ANTAGONISM BY ENDOTHELIN OF CENTRALLY MEDIATED CARDIOVASCULAR EFFECTS OF POTASSIUM IN ANESTHETIZED RATS

1. We have previously demonstrated that cerebroventricular administration of potassium chloride (KCl) solutions produces dose-dependent reductions in blood pressure and heart rate in anaesthetized rats and that these effects are significantly attenuated by ouabain, a selective inhibitor of the Na+-pump.
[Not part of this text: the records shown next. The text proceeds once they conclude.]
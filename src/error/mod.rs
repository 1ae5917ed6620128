//! The error taxonomy shared by every fallible operation in this crate.

use std::fmt;
use std::path::PathBuf;

/// Crate-wide result alias.
pub type Result<T> = std::result::Result<T, Error>;

#[derive(Debug, Clone, Default, PartialEq, Eq)]
/// Where an error occurred: a source path plus, when known, a line number
/// and/or byte offset into that source. Used to render the one-line
/// diagnostics required of the entry point.
pub struct ErrorContext {
    /// The file the error is attributed to, if any.
    pub path: Option<PathBuf>,
    /// The 1-indexed line number within `path`, if known.
    pub line: Option<usize>,
    /// The byte offset within `path`'s contents, if known.
    pub offset: Option<usize>,
}

impl ErrorContext {
    /// An empty context: no location information available.
    pub fn none() -> Self {
        Self::default()
    }

    /// A context naming only a path.
    pub fn path(path: impl Into<PathBuf>) -> Self {
        Self {
            path: Some(path.into()),
            line: None,
            offset: None,
        }
    }

    /// A context naming a path and a line number.
    pub fn line(path: impl Into<PathBuf>, line: usize) -> Self {
        Self {
            path: Some(path.into()),
            line: Some(line),
            offset: None,
        }
    }

    /// A context naming a path and a byte offset.
    pub fn offset(path: impl Into<PathBuf>, offset: usize) -> Self {
        Self {
            path: Some(path.into()),
            line: None,
            offset: Some(offset),
        }
    }
}

impl fmt::Display for ErrorContext {
    fn fmt(&self, f: &mut fmt::Formatter<'_>) -> fmt::Result {
        match (&self.path, self.line) {
            (Some(path), Some(line)) => write!(f, "{}:{line}", path.display()),
            (Some(path), None) => write!(f, "{}", path.display()),
            (None, _) => write!(f, "<unknown>"),
        }
    }
}

#[derive(thiserror::Error, Debug)]
/// Error type for every fallible operation in this crate.
pub enum Error {
    #[error("{context}: I/O error: {source}")]
    /// An underlying I/O operation failed.
    Io {
        /// Location the error is attributed to.
        context: ErrorContext,
        /// The underlying I/O error.
        #[source]
        source: std::io::Error,
    },

    #[error("{context}: malformed ELF structure: {message}")]
    /// A byte sequence could not be decoded as the expected ELF record.
    ParseElf {
        /// Location the error is attributed to.
        context: ErrorContext,
        /// Human-readable description of what failed to parse.
        message: String,
    },

    #[error("{context}: invalid ELF file: {message}")]
    /// An ELF file was structurally parseable but violates an invariant
    /// this crate requires (bad magic, wrong class, wrong machine, ...).
    InvalidElf {
        /// Location the error is attributed to.
        context: ErrorContext,
        /// Human-readable description of the violated invariant.
        message: String,
    },

    #[error("{context}: assembly syntax error: {message}")]
    /// A GLOBAL_ASM block contained a directive or construct the analyzer
    /// does not understand.
    AsmSyntax {
        /// Location the error is attributed to.
        context: ErrorContext,
        /// Human-readable description of the syntax problem.
        message: String,
    },

    #[error("{context}: assembled size does not match the reserved stub: {message}")]
    /// The assembler's output for a spliced symbol was not the same size
    /// as the stub the compiler reserved for it.
    AsmSizeMismatch {
        /// Location the error is attributed to.
        context: ErrorContext,
        /// Human-readable description, naming the symbol and both sizes.
        message: String,
    },

    #[error("{context}: symbol lookup failed: {message}")]
    /// A symbol named by a `Function` record could not be found in the
    /// object where it was expected.
    SymbolLookup {
        /// Location the error is attributed to.
        context: ErrorContext,
        /// Human-readable description naming the missing symbol.
        message: String,
    },

    #[error("{context}: unsupported: {message}")]
    /// A construct this crate deliberately does not support was
    /// encountered (e.g. `SHN_XINDEX`, a non-MIPS machine type).
    Unsupported {
        /// Location the error is attributed to.
        context: ErrorContext,
        /// Human-readable description of the unsupported construct.
        message: String,
    },

    #[error("configuration error: {message}")]
    /// The CLI flags or derived configuration were inconsistent.
    ConfigError {
        /// Human-readable description of the problem.
        message: String,
    },
}

impl Error {
    /// Render this error as the one-line diagnostic the entry point prints
    /// on exit code 1.
    pub fn diagnostic(&self) -> String {
        self.to_string()
    }

    /// Build an [`Error::Io`] from an underlying I/O error and a context.
    pub fn io(context: ErrorContext, source: std::io::Error) -> Self {
        Self::Io { context, source }
    }
}
//! Numeric constants from the System V gABI and its MIPS processor
//! supplement. Kept as plain `u32`/`u8` constants rather than typed enums:
//! this crate only ever needs to compare and re-emit these values, never
//! to exhaustively match on them.

#![allow(missing_docs)]

/// Inactive section header, no associated section.
pub const SHT_NULL: u32 = 0;
/// Program-defined contents (code or initialized data).
pub const SHT_PROGBITS: u32 = 1;
pub const SHT_SYMTAB: u32 = 2;
pub const SHT_STRTAB: u32 = 3;
pub const SHT_RELA: u32 = 4;
pub const SHT_HASH: u32 = 5;
pub const SHT_DYNAMIC: u32 = 6;
pub const SHT_NOTE: u32 = 7;
/// Occupies no file space; `sh_size` still names its notional extent.
pub const SHT_NOBITS: u32 = 8;
pub const SHT_REL: u32 = 9;
pub const SHT_SHLIB: u32 = 10;
pub const SHT_DYNSYM: u32 = 11;

/// MIPS register usage information, consumed only by the IRIX linker.
pub const SHT_MIPS_REGINFO: u32 = 0x70000006;
/// MIPS `.options` section.
pub const SHT_MIPS_OPTIONS: u32 = 0x7000000d;
/// Symbol table index remapping for GP-relative addressing, produced by
/// the IRIX compiler and meaningless to this tool beyond needing removal
/// when `--drop-mdebug-gptab` is requested.
pub const SHT_MIPS_GPTAB: u32 = 0x70000003;
/// The symbolic debugging information section IRIX-era compilers emit;
/// opaque to this tool beyond needing removal on request.
pub const SHT_MIPS_DEBUG: u32 = 0x70000005;

/// ELF magic number, the first four bytes of every ELF file.
pub const ELF_MAGIC: [u8; 4] = [0x7f, b'E', b'L', b'F'];
/// `EI_CLASS` value for 32-bit objects; the only class this tool supports.
pub const ELFCLASS32: u8 = 1;
/// `EI_VERSION` / `e_version` value for the only defined ELF version.
pub const EV_CURRENT: u8 = 1;
/// `e_machine` value for MIPS; this tool rejects every other machine.
pub const EM_MIPS: u16 = 8;
/// `e_type` value for a relocatable object file, the only type this tool
/// reads or writes.
pub const ET_REL: u16 = 1;

/// Size in bytes of the ELF32 file header.
pub const ELF32_EHDR_SIZE: usize = 52;
/// Size in bytes of one ELF32 section header entry.
pub const ELF32_SHDR_SIZE: usize = 40;
/// Size in bytes of one ELF32 symbol table entry.
pub const ELF32_SYM_SIZE: usize = 16;
/// Size in bytes of one ELF32 `Elf32_Rel` entry (no addend).
pub const ELF32_REL_SIZE: usize = 8;
/// Size in bytes of one ELF32 `Elf32_Rela` entry (explicit addend).
pub const ELF32_RELA_SIZE: usize = 12;

/// Reserved `st_shndx` value meaning "the real index is too large to fit
/// here; consult `.symtab_shndx`". This crate does not support it.
pub const SHN_XINDEX: u16 = 0xffff;
pub const SHN_UNDEF: u16 = 0;
/// Lower bound of the reserved `st_shndx` range, below which an index
/// names a real section.
pub const SHN_LORESERVE: u16 = 0xff00;
pub const SHN_ABS: u16 = 0xfff1;
pub const SHN_COMMON: u16 = 0xfff2;

/// Symbol binding: not visible outside the object file that defines it.
pub const STB_LOCAL: u8 = 0;
/// Symbol binding: visible to all object files being combined.
pub const STB_GLOBAL: u8 = 1;
pub const STB_WEAK: u8 = 2;

pub const STT_NOTYPE: u8 = 0;
pub const STT_OBJECT: u8 = 1;
pub const STT_FUNC: u8 = 2;
pub const STT_SECTION: u8 = 3;
pub const STT_FILE: u8 = 4;

/// MIPS relocation types this tool's test suite and fixup logic name
/// directly; the type is otherwise treated as an opaque byte that is
/// copied verbatim when translating a relocation between objects.
pub const R_MIPS_NONE: u8 = 0;
pub const R_MIPS_16: u8 = 1;
pub const R_MIPS_32: u8 = 2;
pub const R_MIPS_REL32: u8 = 3;
pub const R_MIPS_26: u8 = 4;
pub const R_MIPS_HI16: u8 = 5;
pub const R_MIPS_LO16: u8 = 6;
pub const R_MIPS_GPREL16: u8 = 7;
These observations suggest an important relationship between Na+,K+-ATPase activity in the central nervous system (CNS) and neural mechanisms involved in the regulation of cardiovascular function. 2. Since endothelin-1 (ET-1) has been shown to affect various ion transport mechanisms, including the Na+-pump, the present studies were conducted to evaluate whether this peptide would antagonize central effects of KCl. 3. The present studies demonstrate that cumulative doses of ET-1 (0.8-3.2 pmol, intracerebrolateral ventricular administration, i.c.v.) produced significant attenuation of hypotension and bradycardia produced by i.c.v. injections of KCl (0.75-mu-mol/5-mu-L, i.c.v.); in a separate series, a single high dose of ET-1 (4.0 pmol, i.c.v.) significantly reduced cardiovascular responses to various doses of KCl (0.375, 0.75, 1.25-mu-mol/5-mu-L, i.c.v.). 4. These studies suggest that endothelin may be involved in the regulation of arterial pressure since it is present in CNS and possesses a ouabain-like effect. However, it is not conclusive that ET-1 inhibits neuronal Na+-pump, since alternative mechanisms can also account for the efficacy of the peptide to antagonize central effects of potassium chloride.